12 Jun 2015
Disclaimer: There are some differences in the definition of fold and reduce in different languages - I won’t explore them here. Neither is the right / left variations of fold or reduce explained here.
Fold or reduce, from now on I will only use fold, is one of those functions which can be a bit hard to grasp when you’re new to functional programming but once you get it, it feels very natural and you end up using it all the time. A little while back I listened to a discussion about how to explain fold to novice programmers. Usually you end up drawing each iteration on a whiteboard and try to explain how the accumulator changes in each step.
But yesterday I was reading the paper Why functional programming matters and found that it explained fold in a way which I’d never seen before - perhaps that’s just me but it goes something like this:
Suppose you want to use fold on a list. First we must acknowledge that a list simply consists of many cons cells. In Scala, we can create the cons cells
used in lists with the function ::
. The function will take a value on the left hand side of the operator and another cons cell
or the “empty” Nil
value on the right hand side, and return a new cons cell
.
This is how it looks like:
// Nil is equal to the empty list.
Nil == List()
// A cons cell consisting of 1 and Nil equals a
// list with one element which has the value 1.
1 :: Nil == List(1)
// A list consisting of any number of elements can
// be created by combining multiple cons cells.

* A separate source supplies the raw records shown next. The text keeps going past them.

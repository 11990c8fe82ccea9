use crate::error::ClientError;

pub type ClientResult<T> = Result<T, ClientError>;
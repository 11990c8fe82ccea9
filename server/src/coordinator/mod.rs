//! Rank 0. Owns both halves of the front end channel pair exclusively and
//! drives the render loop: read a request, fan it out, gather the rows back
//! in raster order, write the frame.

use log::{debug, info};
use shared::models::{fractal::mandelbrot, raster::RasterImage, viewport::Viewport};
use shared::networking;
use tokio::io::{AsyncRead, AsyncWrite};

use crate::{error::EngineError, partition, result::EngineResult, topology::CoordinatorHub};

pub struct Coordinator<R, W> {
    requests: R,
    responses: W,
    hub: CoordinatorHub,
}

impl<R, W> Coordinator<R, W>
where
    R: AsyncRead + Unpin,
    W: AsyncWrite + Unpin,
{
    pub fn new(requests: R, responses: W, hub: CoordinatorHub) -> Self {
        Self {
            requests,
            responses,
            hub,
        }
    }

    /// The session loop. Returns `Ok` when the front end sends the shutdown
    /// sentinel; every other exit is a fatal session error. The sentinel is
    /// re-broadcast before returning so the worker ranks leave their loops
    /// too.
    pub async fn run(mut self) -> EngineResult<()> {
        loop {
            let request = networking::read_request(&mut self.requests).await?;
            self.hub.broadcast(request)?;

            if request.is_shutdown() {
                info!("Shutdown request received, leaving the render loop");
                return Ok(());
            }

            let viewport = request.viewport;
            let budget = mandelbrot::iteration_budget(&viewport);
            info!(
                "RenderRequest received: {}x{} viewport, iteration budget {}",
                viewport.width_px, viewport.height_px, budget
            );
            debug!("{:?}", viewport);

            let raster = self.gather(&viewport).await?;
            networking::write_raster(&mut self.responses, &raster).await?;
            info!("RasterImage of {} bytes sent to the front end", raster.len());
        }
    }

    /// Collects rows `0..height_px` in raster order, each from its owning
    /// rank. Per-link FIFO plus the ascending send order on every rank make
    /// this safe at any link capacity. A row tag that does not match the
    /// expected row fails the session.
    async fn gather(&mut self, viewport: &Viewport) -> EngineResult<RasterImage> {
        let workers = self.hub.worker_count();
        let mut raster = RasterImage::new(viewport.width_px, viewport.height_px);

        for row in 0..viewport.height_px {
            let owner = partition::owner_of_row(row, workers);
            let line = self.hub.recv_row(owner).await?;

            if line.row != row {
                return Err(EngineError::ScanlineMismatch {
                    expected: row,
                    received: line.row,
                });
            }

            raster.append_scanline(&line);
        }

        Ok(raster)
    }
}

1 :: (2 :: (3 :: Nil)) == 1 :: 2 :: 3 :: Nil == List(1, 2, 3)
Now we want explain fold by creating the function sum
which sums up the elements of a list. In Scala, we can do it like this:
// Add is a function that takes two integers, a and b
// and returns the resulting a + b.
val add = (a: Int, b: Int) => a + b
// Sum is a function which takes a list of integers
// and returns the sum of all the integers using fold.
val sum = (l: List[Int]) => l.fold(0)(add)
// This is how it we can use it.
sum(List(1, 2, 3)) == 1 + 2 + 3 == 6
What the paper did, which I found interesting, is how it explains how the fold
works. As seen in the example above, fold
takes two arguments, an accumulator: 0
, and a function: add
. By using fold
on a list, we essentially replace the function ::
, which represents the cons cells
, with our specified function add
(or a + b
), and the accumulator 0
replaces the Nil value.
Or explained in code:
sum(List(1, 2, 3)) ==
sum(1 :: (2 :: (3 :: Nil))) ==
1 + (2 + (3 + 0))
A neat way to explain fold or reduce if you ask me. The paper continues and applies this concept to a tree, but you have to read that yourself if you want to know more - I highly recommend it!